You know …there needs to be a radio program like How The Universe Works that is both exciting and engaging and tricks one into leaning updated facts about this Universe.

@cstross Back when a trip to the seaside really meant something.
@cstross interesting bit in Arthur c Clark novel, city and the stars about machines to bring down an errant orbiting moon...
@cstross I think planetary, star-system, galactic velocities just mean each working prototype ends up in empty space. ‘Great, it vanished— but where’d it go?’
@InkomTech That's the mcguffin behind the late Christopher Priest's H. G. Wells homage, "The Space Machine". (Time Machine's inventor accidentally lands on Mars, gets home the slow way by stowing away on a Martian projectile during the invasion …)

@cstross my understanding is that our planetary/star velocities form a helix/corkscrew path, with a 225 million-year galactic orbital year.

But presuming galaxy motion, we’ll not be exactly here & xkcd’s chart gives a second good reason we can’t just aim timing to return here a cycle earlier/later. 225M years either way probably ain’t hospitable.

But mars… interesting. I can’t see that spiral pair of paths spanning 1/3-1/2 of an AU to land there. But maybe something works: calculate travel timing to land somewhere useful.

Personally, I’d be stunned if time-travel position is locked; it’d mean position and motion have a non-relative frame of reference. Nothing in physics has that. So, perhaps position and velocity lock. E.g., travelers ‘coast’ along the path they were on, so no absolute frame of reference. That’d be *fun*.

@cstross @AkaSci
So, there’s some really amazing surfing if you have a board and a time machine…
@Cuprohastes @AkaSci But also fewer continental land masses—plate tectonics as we know them only got started after the Earth/Theia impact, and the early plates were probably thinner (the crust having been liquefied or re-liquefied during the impact). And fewer mountain ranges. So huge tides on low-lying coasts flooding inland like giant tsunamis every 3 hours.
@cstross @AkaSci what I'm hearing is "Power armour surfing" and "giant Mecha surfing"

@Cuprohastes @AkaSci

Remember the Boxing Day tsunami of 2004? That featured waves up to 30m high.
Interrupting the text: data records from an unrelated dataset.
//! Fleetdash telemetry records as served by the cloud backend.
//!
//! SPDX-License-Identifier: GPL-3.0-or-later

use chrono::{DateTime, NaiveDate, NaiveDateTime, Utc};
use serde::de::DeserializeOwned;
use serde::{Deserialize, Deserializer, Serialize};
use serde_json::{Map, Value};
use std::cmp::Ordering;

pub const ACCEL_PREFIX: &str = "accel_";
pub const CURRENT_PREFIX: &str = "current_";

// Timestamps without an offset are read as UTC.
const NAIVE_DATETIME_FORMATS: &[&str] = &["%Y-%m-%dT%H:%M:%S%.f", "%Y-%m-%d %H:%M:%S%.f"];
const NAIVE_DATE_FORMAT: &str = "%Y-%m-%d";

/// Anything but a JSON number reads as absent.
fn lenient_number<'de, D: Deserializer<'de>>(deserializer: D) -> Result<Option<f64>, D::Error> {
    Ok(Value::deserialize(deserializer)?.as_f64())
}

/// A group that is not an object reads as absent.
fn lenient_group<'de, D, T>(deserializer: D) -> Result<Option<T>, D::Error>
where
    D: Deserializer<'de>,
    T: DeserializeOwned,
{
    Ok(serde_json::from_value(Value::deserialize(deserializer)?).ok())
}

/// One reading from one device at one instant.
#[derive(Clone, Debug, PartialEq, Serialize, Deserialize)]
#[serde(rename_all = "camelCase")]
pub struct TelemetryRecord {
    pub device_id: String,
    pub timestamp: String,
    #[serde(
        default,
        deserialize_with = "lenient_number",
        skip_serializing_if = "Option::is_none"
    )]
    pub voltage: Option<f64>,
    #[serde(
        default,
        deserialize_with = "lenient_number",
        skip_serializing_if = "Option::is_none"
    )]
    pub temperature: Option<f64>,
    #[serde(
        default,
        deserialize_with = "lenient_number",
        skip_serializing_if = "Option::is_none"
    )]
    pub signal_strength: Option<f64>,
    #[serde(
        default,
        deserialize_with = "lenient_number",
        skip_serializing_if = "Option::is_none"
    )]
    pub speed: Option<f64>,
    #[serde(
        default,
        deserialize_with = "lenient_number",
        skip_serializing_if = "Option::is_none"
    )]
    pub power: Option<f64>,
    #[serde(
        default,
        deserialize_with = "lenient_group",
        skip_serializing_if = "Option::is_none"
    )]
    pub gnss: Option<GnssFix>,
    #[serde(
        default,
        deserialize_with = "lenient_group",
        skip_serializing_if = "Option::is_none"
    )]
    pub accel: Option<Acceleration>,
    #[serde(
        default,
        deserialize_with = "lenient_group",
        skip_serializing_if = "Option::is_none"
    )]
    pub current: Option<CurrentStats>,
    // Firmware revisions add scalars faster than this struct learns about them.
    #[serde(flatten)]
    pub extra: Map<String, Value>,
}

/// Position and fix quality reported by the GNSS receiver.
#[derive(Clone, Debug, Default, PartialEq, Serialize, Deserialize)]
pub struct GnssFix {
    #[serde(
        default,
        deserialize_with = "lenient_number",
        skip_serializing_if = "Option::is_none"
    )]
    pub lat: Option<f64>,
    #[serde(
        default,
        deserialize_with = "lenient_number",
        skip_serializing_if = "Option::is_none"
    )]
    pub lon: Option<f64>,
    #[serde(
        default,
        deserialize_with = "lenient_number",
        skip_serializing_if = "Option::is_none"
    )]
    pub alt: Option<f64>,
    #[serde(
        default,
        deserialize_with = "lenient_number",
        skip_serializing_if = "Option::is_none"
    )]
    pub speed: Option<f64>,
    #[serde(
        default,
        deserialize_with = "lenient_number",
        skip_serializing_if = "Option::is_none"
    )]
    pub heading: Option<f64>,
    #[serde(
        default,
        deserialize_with = "lenient_number",
        skip_serializing_if = "Option::is_none"
    )]
    pub hdop: Option<f64>,
    #[serde(
        default,
        deserialize_with = "lenient_number",
        skip_serializing_if = "Option::is_none"
    )]
    pub satellites: Option<f64>,
    #[serde(
        default,
        deserialize_with = "lenient_number",
        skip_serializing_if = "Option::is_none"
    )]
    pub quality: Option<f64>,
    #[serde(flatten)]
    pub extra: Map<String, Value>,
}

#[derive(Clone, Debug, Default, PartialEq, Serialize, Deserialize)]
pub struct Acceleration {
    #[serde(
        default,
        deserialize_with = "lenient_number",
        skip_serializing_if = "Option::is_none"
    )]
    pub x: Option<f64>,
    #[serde(
        default,
        deserialize_with = "lenient_number",
        skip_serializing_if = "Option::is_none"
    )]
    pub y: Option<f64>,
    #[serde(
        default,
        deserialize_with = "lenient_number",
        skip_serializing_if = "Option::is_none"
    )]
    pub z: Option<f64>,
}

/// Min/avg/max current over the reporting window.
#[derive(Clone, Debug, Default, PartialEq, Serialize, Deserialize)]
pub struct CurrentStats {
    #[serde(
        default,
        deserialize_with = "lenient_number",
        skip_serializing_if = "Option::is_none"
    )]
    pub min: Option<f64>,
    #[serde(
        default,
        deserialize_with = "lenient_number",
        skip_serializing_if = "Option::is_none"
    )]
    pub avg: Option<f64>,
    #[serde(
        default,
        deserialize_with = "lenient_number",
        skip_serializing_if = "Option::is_none"
    )]
    pub max: Option<f64>,
}

/// Parsed record timestamp.
///
/// Valid instants order chronologically and always before unparseable ones,
/// which order among themselves by their raw text.
#[derive(Clone, Debug, PartialEq, Eq, Hash)]
pub enum SampleTime {
    At(DateTime<Utc>),
    Unparseable(String),
}

impl SampleTime {
    pub fn parse(raw: &str) -> Self {
        let text = raw.trim();
        if let Ok(ts) = DateTime::parse_from_rfc3339(text) {
            return SampleTime::At(ts.with_timezone(&Utc));
        }

        let naive = NAIVE_DATETIME_FORMATS
            .iter()
            .find_map(|format| NaiveDateTime::parse_from_str(text, format).ok())
            .or_else(|| {
                NaiveDate::parse_from_str(text, NAIVE_DATE_FORMAT)
                    .ok()
                    .and_then(|date| date.and_hms_opt(0, 0, 0))
            });

        match naive {
            Some(naive) => SampleTime::At(naive.and_utc()),
            None => SampleTime::Unparseable(raw.to_string()),
        }
    }

    pub fn instant(&self) -> Option<DateTime<Utc>> {
        match self {
            SampleTime::At(ts) => Some(*ts),
            SampleTime::Unparseable(_) => None,
        }
    }

    /// Display string used for chart axis labels.
    pub fn label(&self) -> String {
        match self {
            SampleTime::At(ts) => ts.format("%Y-%m-%d %H:%M:%S").to_string(),
            SampleTime::Unparseable(raw) => raw.clone(),
        }
    }
}

impl Ord for SampleTime {
    fn cmp(&self, other: &Self) -> Ordering {
        match (self, other) {
            (SampleTime::At(a), SampleTime::At(b)) => a.cmp(b),
            (SampleTime::At(_), SampleTime::Unparseable(_)) => Ordering::Less,
            (SampleTime::Unparseable(_), SampleTime::At(_)) => Ordering::Greater,
            (SampleTime::Unparseable(a), SampleTime::Unparseable(b)) => a.cmp(b),
        }
    }
}

impl PartialOrd for SampleTime {
    fn partial_cmp(&self, other: &Self) -> Option<Ordering> {
        Some(self.cmp(other))
    }
}

impl TelemetryRecord {
    pub fn sample_time(&self) -> SampleTime {
        SampleTime::parse(&self.timestamp)
    }

    /// Resolve a requested field against this record.
    ///
    /// Lookup order: top-level scalar, GNSS group, current group, acceleration
    /// group. The first group defining the field wins.
    pub fn field(&self, name: &str) -> Option<f64> {
        self.scalar(name)
            .or_else(|| self.gnss.as_ref().and_then(|g| g.field(name)))
            .or_else(|| self.current.as_ref().and_then(|c| c.field(name)))
            .or_else(|| self.accel.as_ref().and_then(|a| a.field(name)))
    }

    fn scalar(&self, name: &str) -> Option<f64> {
        match name {
            "voltage" => self.voltage,
            "temperature" => self.temperature,
            "signalStrength" => self.signal_strength,
            "speed" => self.speed,
            "power" => self.power,
            _ => self.extra.get(name).and_then(Value::as_f64),
        }
    }
}

impl GnssFix {
    pub fn field(&self, name: &str) -> Option<f64> {
        match name {
            "lat" => self.lat,
            "lon" => self.lon,
            "alt" => self.alt,
            "speed" => self.speed,
            "heading" => self.heading,
            "hdop" => self.hdop,
            "satellites" => self.satellites,
            "quality" => self.quality,
            _ => self.extra.get(name).and_then(Value::as_f64),
        }
    }
}

impl CurrentStats {
    pub fn field(&self, name: &str) -> Option<f64> {
        match name.strip_prefix(CURRENT_PREFIX).unwrap_or(name) {
            "min" => self.min,
            "avg" => self.avg,
            "max" => self.max,
            _ => None,
        }
    }
}

impl Acceleration {
    pub fn field(&self, name: &str) -> Option<f64> {
        match name.strip_prefix(ACCEL_PREFIX)? {
            "x" => self.x,
            "y" => self.y,
            "z" => self.z,
            _ => None,
        }
    }
}

/// Decode a history payload: either a bare array of records or an object
/// wrapping them under `items`.
pub fn records_from_json(payload: Value) -> serde_json::Result<Vec<TelemetryRecord>> {
    match payload {
        Value::Object(mut map) if map.contains_key("items") => {
            serde_json::from_value(map.remove("items").unwrap_or(Value::Null))
        }
        other => serde_json::from_value(other),
    }
}

#[cfg(test)]
mod tests {
    use super::*;
    use serde_json::json;

    fn record(value: Value) -> TelemetryRecord {
        serde_json::from_value(value).unwrap()
    }

    #[test]
    fn top_level_scalar_wins_over_gnss() {
        let r = record(json!({
            "deviceId": "A",
            "timestamp": "2024-05-01T10:00:00Z",
            "speed": 12.5,
            "gnss": {"speed": 99.0, "lat": 48.1}
        }));
        assert_eq!(r.field("speed"), Some(12.5));
        assert_eq!(r.field("lat"), Some(48.1));
    }

    #[test]
    fn nested_groups_resolve_by_name() {
        let r = record(json!({
            "deviceId": "A",
            "timestamp": "2024-05-01T10:00:00Z",
            "accel": {"x": 1, "y": 2, "z": 3},
            "current": {"min": 0.1, "avg": 0.4, "max": 0.9}
        }));
        assert_eq!(r.field("accel_y"), Some(2.0));
        assert_eq!(r.field("avg"), Some(0.4));
        assert_eq!(r.field("current_max"), Some(0.9));
        assert_eq!(r.field("accel_w"), None);
        assert_eq!(r.field("y"), None);
    }

    #[test]
    fn unknown_scalars_are_kept() {
        let r = record(json!({
            "deviceId": "A",
            "timestamp": "2024-05-01T10:00:00Z",
            "humidity": 41,
            "firmware": "1.2.3"
        }));
        assert_eq!(r.field("humidity"), Some(41.0));
        assert_eq!(r.field("firmware"), None);
        assert_eq!(r.field("voltage"), None);
    }

    #[test]
    fn unparseable_times_sort_last() {
        let valid = SampleTime::parse("2024-05-01T10:00:00+02:00");
        let invalid = SampleTime::parse("yesterday");
        assert!(valid < invalid);
        assert_eq!(valid.label(), "2024-05-01 08:00:00");
        assert_eq!(invalid.label(), "yesterday");
        assert_eq!(invalid.instant(), None);
    }

    #[test]
    fn offsetless_times_are_utc() {
        let plain = SampleTime::parse("2024-05-01T09:00:00");
        assert_eq!(plain.label(), "2024-05-01 09:00:00");
        assert!(plain < SampleTime::parse("2024-05-01T10:00:00.000"));
        assert_eq!(
            SampleTime::parse("2024-05-01 10:00:00"),
            SampleTime::parse("2024-05-01T10:00:00Z")
        );
        assert_eq!(SampleTime::parse("2024-05-01").label(), "2024-05-01 00:00:00");
        assert!(SampleTime::parse("2024-13-01T00:00:00").instant().is_none());
    }

    #[test]
    fn non_numeric_values_read_as_absent() {
        let records = records_from_json(json!([
            {"deviceId": "A", "timestamp": "2024-05-01T10:00:00Z", "voltage": 5},
            {
                "deviceId": "B",
                "timestamp": "2024-05-01T10:00:00Z",
                "temperature": "n/a",
                "voltage": 7,
                "gnss": "no fix",
                "accel": {"x": null, "y": "?", "z": 3}
            }
        ]))
        .unwrap();

        assert_eq!(records.len(), 2);
        assert_eq!(records[1].temperature, None);
        assert_eq!(records[1].field("voltage"), Some(7.0));
        assert_eq!(records[1].gnss, None);
        assert_eq!(records[1].field("accel_y"), None);
        assert_eq!(records[1].field("accel_z"), Some(3.0));
    }

    #[test]
    fn history_payload_accepts_wrapped_items() {
        let wrapped = json!({"items": [{"deviceId": "A", "timestamp": "x"}], "next": null});
        assert_eq!(records_from_json(wrapped).unwrap().len(), 1);

        let bare = json!([{"deviceId": "B", "timestamp": "y"}]);
        assert_eq!(records_from_json(bare).unwrap()[0].device_id, "B");
    }
}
Now imagine waves triple that height, hitting every 3 hours. At the equator the early Earth is spinning at about 4000 nautical miles per hour, so they'll be coming in extra-fast: you may even get supersonic turbulence at the water/air boundary layer …

@cstross @AkaSci
All I can imagine is a lot of high speed fog, possibly at ludicrously high temperatures with apocalyptic impact events.
This is really ruining my plans fot a trans temporal floating tiki-bar.